Wolfgang Master contre le Père Noël
Chaque année à l’approche du 25 décembre, c’est l’angoisse. Celle qui constipe, donne l’impression d’avoir perdu les trois quarts de ses poumons et agite le sommeil avec des cauchemars oppressants. Cette nuit encore, Wolfgang Master s’est tiré le traîneau du Père Noël tout seul alors que le gros barbu et ses rênes se bourraient la gueule à l’arrière, affalés sur d’immenses sacs de cadeaux. Il en veut à mort au Père Noël. S’il en avait l’opportunité, il lui épilerait la barbe à la cire.
L’angoisse et la rage de Wolfgang Master n’ont rien à voir avec un hypothétique traumatisme de l’enfance : jamais il n’est monté sur les genoux d’un Père Noël lubrique et il ne se rappelle même plus de la nuit où il prit ses parents en flagrant délit de dépôt de cadeaux sous le sapin. Si Wolfgang Master déteste le Père Noël, c’est surtout parce qu’il le considère comme un ennemi politique redoutable, une sorte de super champion de la mondialisation capitaliste doublé d’un pollueur hors pair.
En cela, on ne peut pas donner tout à fait tort à Wolfgang. Autant on peut s’exciter sur le sourire énigmatique de Mona Lisa, autant celui du Père Noël ne laisse pas l’ombre d’un doute. Il a l’éclat cristallin d’un tiroir-caisse qui fait "ding !" et éclaire un visage rond comme une panse de bourgeois. Adéquation parfaite de la forme et du fond - de l’allure et du message - le Père Noël est le héraut d’une société de consommation dans laquelle les gens sont poussés à acheter des biens dont ils n’ont pas besoin pour des personnes qui n’en n’ont sans doute pas l’utilité non plus ! Mais qu’attendre d’autre d’un personnage tout droit sorti d’une pub pour Coca-Cola ?

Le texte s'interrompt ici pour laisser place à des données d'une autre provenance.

//! # Period Keys
//!
//! A [`PeriodKey`] names the log segment a message is appended to. Every
//! moment within the same calendar period resolves to the same key, and
//! therefore to the same remote blob.
//!
//! The granularity is a policy held by a [`LogKeyResolver`]. The default
//! policy, [`MonthlyKeyResolver`], groups by calendar month in UTC.

use std::fmt;
use std::str::FromStr;

use chrono::{DateTime, Utc};
use serde::{Deserialize, Serialize};

use crate::error::CoreError;

const MAX_KEY_LEN: usize = 64;

/// Identity of one log segment, e.g. `2024-03` or `March-2024`.
///
/// Restricted to ASCII alphanumerics, `-` and `_` so it is always safe to
/// use as a file name.
#[derive(Debug, Clone, PartialEq, Eq, PartialOrd, Ord, Hash, Serialize, Deserialize)]
#[serde(try_from = "String", into = "String")]
pub struct PeriodKey(String);

impl PeriodKey {
    /// Validate and wrap a period key.
    pub fn new(key: impl Into<String>) -> Result<Self, CoreError> {
        let key = key.into();
        if key.is_empty() {
            return Err(CoreError::InvalidPeriodKey {
                key,
                reason: "must not be empty",
            });
        }
        if key.len() > MAX_KEY_LEN {
            return Err(CoreError::InvalidPeriodKey {
                key,
                reason: "longer than 64 characters",
            });
        }
        if !key
            .bytes()
            .all(|b| b.is_ascii_alphanumeric() || b == b'-' || b == b'_')
        {
            return Err(CoreError::InvalidPeriodKey {
                key,
                reason: "only ASCII letters, digits, '-' and '_' are allowed",
            });
        }
        Ok(Self(key))
    }

    pub fn as_str(&self) -> &str {
        &self.0
    }
}

impl fmt::Display for PeriodKey {
    fn fmt(&self, f: &mut fmt::Formatter<'_>) -> fmt::Result {
        f.write_str(&self.0)
    }
}

impl FromStr for PeriodKey {
    type Err = CoreError;

    fn from_str(s: &str) -> Result<Self, Self::Err> {
        Self::new(s)
    }
}

impl TryFrom<String> for PeriodKey {
    type Error = CoreError;

    fn try_from(value: String) -> Result<Self, Self::Error> {
        Self::new(value)
    }
}

impl From<PeriodKey> for String {
    fn from(key: PeriodKey) -> Self {
        key.0
    }
}

/// Maps a moment in time to the period key it should be appended under.
///
/// Implementations must be pure and total: the same input always yields
/// the same key, and two moments in the same period yield equal keys.
pub trait LogKeyResolver: Send + Sync {
    fn resolve(&self, now: &DateTime<Utc>) -> PeriodKey;
}

/// Rendering of a monthly period key.
#[derive(Debug, Clone, Copy, Default, PartialEq, Eq, Hash, Serialize, Deserialize)]
#[serde(rename_all = "lowercase")]
pub enum KeyStyle {
    /// `2024-03`. Sorts chronologically.
    #[default]
    Numeric,
    /// `March-2024`, the file naming used by earlier deployments.
    Named,
}

impl KeyStyle {
    fn pattern(self) -> &'static str {
        match self {
            Self::Numeric => "%Y-%m",
            Self::Named => "%B-%Y",
        }
    }

    pub fn as_str(self) -> &'static str {
        match self {
            Self::Numeric => "numeric",
            Self::Named => "named",
        }
    }
}

impl fmt::Display for KeyStyle {
    fn fmt(&self, f: &mut fmt::Formatter<'_>) -> fmt::Result {
        f.write_str(self.as_str())
    }
}

impl FromStr for KeyStyle {
    type Err = CoreError;

    fn from_str(s: &str) -> Result<Self, Self::Err> {
        match s.trim().to_ascii_lowercase().as_str() {
            "numeric" => Ok(Self::Numeric),
            "named" => Ok(Self::Named),
            _ => Err(CoreError::InvalidKeyStyle(s.to_string())),
        }
    }
}

/// Groups appends by UTC calendar month.
#[derive(Debug, Clone, Copy, Default, PartialEq, Eq)]
pub struct MonthlyKeyResolver {
    style: KeyStyle,
}

impl MonthlyKeyResolver {
    pub fn new(style: KeyStyle) -> Self {
        Self { style }
    }
}

impl LogKeyResolver for MonthlyKeyResolver {
    fn resolve(&self, now: &DateTime<Utc>) -> PeriodKey {
        // `%Y` prefixes a '+' past year 9999; drop anything a key cannot hold.
        let raw = now.format(self.style.pattern()).to_string();
        PeriodKey::new(raw.as_str()).unwrap_or_else(|_| {
            PeriodKey(
                raw.chars()
                    .filter(|c| c.is_ascii_alphanumeric() || *c == '-' || *c == '_')
                    .collect(),
            )
        })
    }
}

#[cfg(test)]
mod tests {
    use super::*;
    use chrono::{Datelike, TimeZone};
    use proptest::prelude::*;

    fn at(y: i32, m: u32, d: u32, h: u32, mi: u32, s: u32) -> DateTime<Utc> {
        Utc.with_ymd_and_hms(y, m, d, h, mi, s).unwrap()
    }

    #[test]
    fn numeric_style_is_year_dash_month() {
        let resolver = MonthlyKeyResolver::default();
        assert_eq!(resolver.resolve(&at(2024, 3, 2, 0, 0, 0)).as_str(), "2024-03");
        assert_eq!(resolver.resolve(&at(1999, 12, 31, 23, 59, 59)).as_str(), "1999-12");
    }

    #[test]
    fn named_style_matches_legacy_file_names() {
        let resolver = MonthlyKeyResolver::new(KeyStyle::Named);
        assert_eq!(resolver.resolve(&at(2024, 3, 2, 0, 0, 0)).as_str(), "March-2024");
        assert_eq!(resolver.resolve(&at(2023, 9, 1, 8, 0, 0)).as_str(), "September-2023");
    }

    #[test]
    fn five_digit_years_still_yield_valid_keys() {
        let key = MonthlyKeyResolver::default().resolve(&at(10000, 3, 1, 0, 0, 0));
        assert_eq!(key.as_str(), "10000-03");
        assert_eq!(PeriodKey::new(key.as_str()).unwrap(), key);

        let named = MonthlyKeyResolver::new(KeyStyle::Named).resolve(&at(10000, 3, 1, 0, 0, 0));
        assert_eq!(named.as_str(), "March-10000");
    }

    #[test]
    fn month_boundaries_split_keys() {
        let resolver = MonthlyKeyResolver::default();
        let last_second = resolver.resolve(&at(2024, 1, 31, 23, 59, 59));
        let first_second = resolver.resolve(&at(2024, 2, 1, 0, 0, 0));
        assert_ne!(last_second, first_second);
    }

    #[test]
    fn resolved_keys_pass_validation() {
        for style in [KeyStyle::Numeric, KeyStyle::Named] {
            let key = MonthlyKeyResolver::new(style).resolve(&at(2025, 7, 4, 12, 0, 0));
            assert_eq!(PeriodKey::new(key.as_str()).unwrap(), key);
        }
    }

    #[test]
    fn period_key_rejects_path_characters() {
        assert!(PeriodKey::new("").is_err());
        assert!(PeriodKey::new("../secrets").is_err());
        assert!(PeriodKey::new("2024/03").is_err());
        assert!(PeriodKey::new("2024 03").is_err());
        assert!(PeriodKey::new("x".repeat(65)).is_err());
        assert!(PeriodKey::new("2024-03").is_ok());
        assert!(PeriodKey::new("March_2024").is_ok());
    }

    #[test]
    fn period_key_serde_validates() {
        let key: PeriodKey = serde_json::from_str("\"2024-03\"").unwrap();
        assert_eq!(key.as_str(), "2024-03");
        assert!(serde_json::from_str::<PeriodKey>("\"a/b\"").is_err());
    }

    #[test]
    fn key_style_parses_case_insensitively() {
        assert_eq!("Numeric".parse::<KeyStyle>().unwrap(), KeyStyle::Numeric);
        assert_eq!(" NAMED ".parse::<KeyStyle>().unwrap(), KeyStyle::Named);
        assert!(matches!(
            "weekly".parse::<KeyStyle>(),
            Err(CoreError::InvalidKeyStyle(_))
        ));
    }

    fn moment() -> impl Strategy<Value = DateTime<Utc>> {
        (1970i32..2200, 1u32..=12, 1u32..=28, 0u32..24, 0u32..60, 0u32..60)
            .prop_map(|(y, m, d, h, mi, s)| at(y, m, d, h, mi, s))
    }

    proptest! {
        #[test]
        fn same_month_same_key(a in moment(), day in 1u32..=28, hour in 0u32..24) {
            let b = at(a.year(), a.month(), day, hour, 0, 0);
            for style in [KeyStyle::Numeric, KeyStyle::Named] {
                let resolver = MonthlyKeyResolver::new(style);
                prop_assert_eq!(resolver.resolve(&a), resolver.resolve(&b));
            }
        }

        #[test]
        fn different_months_different_keys(a in moment(), b in moment()) {
            prop_assume!((a.year(), a.month()) != (b.year(), b.month()));
            for style in [KeyStyle::Numeric, KeyStyle::Named] {
                let resolver = MonthlyKeyResolver::new(style);
                prop_assert_ne!(resolver.resolve(&a), resolver.resolve(&b));
            }
        }
    }
}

Inutile de dire que le Père Noël se moque royalement des conséquences qu’a son message ultra consumériste sur l’environnement, lui qui pousse le vice jusqu’à inciter au gaspillage d’énergie en favorisant l’apparition de décorations de plus en plus gourmandes en électricité.
Pour toutes ces raisons et encore bien d’autres (sentiment d’exclusion des familles pauvres, hécatombe de volailles et de saumons, vieux fond catholique), Wolfgang Master se prépare à célébrer Noël avec un sac de nœuds à la place des tripes. Bien calés dans le coffre de sa voiture, les cadeaux qu’il a acheté pour ses neveux, sa sœur, ses parents, ses oncles, ses tantes et ses cousins attendent patiemment d’être glissés sous le sapin. Cette année encore, le Père Noël a gagné.